1

I have made a training job on AWS Sagemaker and it runs well - reads from an s3 location and stores model checkpoints as intended in s3. Now, I need to trigger this trigger job with specified parameters (s3 location having data for eg.) from a website (via API gateway). The very first idea was to make a lambda function that gets called from an API call and it training job using the Sagemaker API:

HuggingFace(entry_point='train.py',
                            source_dir='./scripts',
                            instance_type='ml.p3.2xlarge',
                            instance_count=1,
                            role=role,
                            transformers_version='4.6',
                            pytorch_version='1.7',
                            py_version='py36',
                            hyperparameters = hyperparameters)

# staarting the train job with our uploaded datasets as input
huggingface_estimator.fit({'train': training_input_path, 'test': test_input_path})

But, AWS lambda has a max runtime of 15 mins which is less than the training time required. I was wondering if there is a serverless way of doing the same thing? Is AWS step function any different from lambda in this regard?

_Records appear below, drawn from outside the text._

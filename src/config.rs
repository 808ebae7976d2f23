use std::env;
use std::time::Duration;

use thiserror::Error;

use crate::blockchain::{DEFAULT_DIFFICULTY, MINING_REWARD};
use crate::transaction::TOTAL_SUPPLY;

#[derive(Debug, Error, PartialEq, Eq)]
pub enum ConfigError {
    #[error("{key}: cannot parse {value:?}")]
    Invalid { key: &'static str, value: String },
    #[error("DIFFICULTY must be between 0 and 64, got {0}")]
    Difficulty(u32),
}

/// Node settings, read from the environment (and `.env` via dotenvy).
#[derive(Debug, Clone, PartialEq, Eq)]
pub struct NodeConfig {
    pub host: String,
    pub port: u16,
    pub difficulty: u32,
    pub mining_reward: u64,
    pub total_supply: u64,
    pub peer_timeout: Duration,
    pub peers: Vec<String>,
}

impl Default for NodeConfig {
    fn default() -> Self {
        Self {
            host: "127.0.0.1".to_string(),
            port: 8080,
            difficulty: DEFAULT_DIFFICULTY,
            mining_reward: MINING_REWARD,
            total_supply: TOTAL_SUPPLY,
            peer_timeout: Duration::from_millis(3_000),
            peers: Vec::new(),
        }
    }
}

fn parse<T: std::str::FromStr>(
    lookup: &impl Fn(&str) -> Option<String>,
    key: &'static str,
    default: T,
) -> Result<T, ConfigError> {
    match lookup(key) {
        None => Ok(default),
        Some(value) => value
            .trim()
            .parse()
            .map_err(|_| ConfigError::Invalid { key, value }),
    }
}

impl NodeConfig {
    pub fn from_env() -> Result<Self, ConfigError> {
        Self::from_lookup(|key| env::var(key).ok())
    }

    /// Build from any key/value source; unset keys fall back to defaults.
    pub fn from_lookup(lookup: impl Fn(&str) -> Option<String>) -> Result<Self, ConfigError> {
        let d = Self::default();

        let difficulty = parse(&lookup, "DIFFICULTY", d.difficulty)?;
        if difficulty > 64 {
            return Err(ConfigError::Difficulty(difficulty));
        }

        let peers = lookup("PEERS")
            .map(|v| {
                v.split(',')
                    .map(str::trim)
                    .filter(|p| !p.is_empty())
                    .map(String::from)
                    .collect()
            })
            .unwrap_or_default();

        Ok(Self {
            host: lookup("HOST").unwrap_or(d.host),
            port: parse(&lookup, "PORT", d.port)?,
            difficulty,
            mining_reward: parse(&lookup, "MINING_REWARD", d.mining_reward)?,
            total_supply: parse(&lookup, "TOTAL_SUPPLY", d.total_supply)?,
            peer_timeout: Duration::from_millis(parse(
                &lookup,
                "PEER_TIMEOUT_MS",
                d.peer_timeout.as_millis() as u64,
            )?),
            peers,
        })
    }
}

#[cfg(test)]
mod tests {
    use super::*;
    use std::collections::HashMap;

    fn from_pairs(pairs: &[(&str, &str)]) -> Result<NodeConfig, ConfigError> {
        let vars: HashMap<String, String> = pairs
            .iter()
            .map(|(k, v)| (k.to_string(), v.to_string()))
            .collect();
        NodeConfig::from_lookup(|k| vars.get(k).cloned())
    }

    #[test]
    fn defaults_when_unset() {
        assert_eq!(from_pairs(&[]).unwrap(), NodeConfig::default());
    }

    #[test]
    fn reads_overrides() {
        let cfg = from_pairs(&[
            ("PORT", "5001"),
            ("DIFFICULTY", "2"),
            ("PEER_TIMEOUT_MS", "250"),
            ("PEERS", "http://a:1, b:2,,"),
        ])
        .unwrap();
        assert_eq!(cfg.port, 5001);
        assert_eq!(cfg.difficulty, 2);
        assert_eq!(cfg.peer_timeout, Duration::from_millis(250));
        assert_eq!(cfg.peers, vec!["http://a:1".to_string(), "b:2".to_string()]);
    }

    #[test]
    fn rejects_garbage() {
        assert_eq!(
            from_pairs(&[("PORT", "eighty")]),
            Err(ConfigError::Invalid {
                key: "PORT",
                value: "eighty".into()
            })
        );
        assert_eq!(from_pairs(&[("DIFFICULTY", "65")]), Err(ConfigError::Difficulty(65)));
    }
}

  • I'm not sure but doesn't Lambda function only need to trigger sagemaker? What the Lambda do next? (I mean sagemaker itself can upload to S3.) – shimo Jan 30 '22 at 03:39
  • 1
    The flow is - lambda Starts a sagemaker training job -> on completion lambda deploys the trained model and sends the deployed model link back to the API as a response. So, lambda or any other backend (typically an ec2 instance) is supposed to be the central point of contact for external calls. – Sachin Saxena Jan 31 '22 at 04:11
  • I think you can create 2 lambdas. One is for starting the sagemaker job. Another lambda is for deploy the model and send back the link. 2nd lambda should be called from at the end of sagemaker with boto3 or called with stepfunction. – shimo Jan 31 '22 at 20:37
  • This sounds like a nice hack. Thanks – Sachin Saxena Feb 01 '22 at 10:04

1 Answers1

1

you can launch the training job asynchronously, either by adding wait=False in the fit(), or by using boto3 create_training_job. That way, you can launch the job from a Lambda, that will not need to wait for it to complete;

Olivier Cruchant
  • 3,747
  • 15
  • 18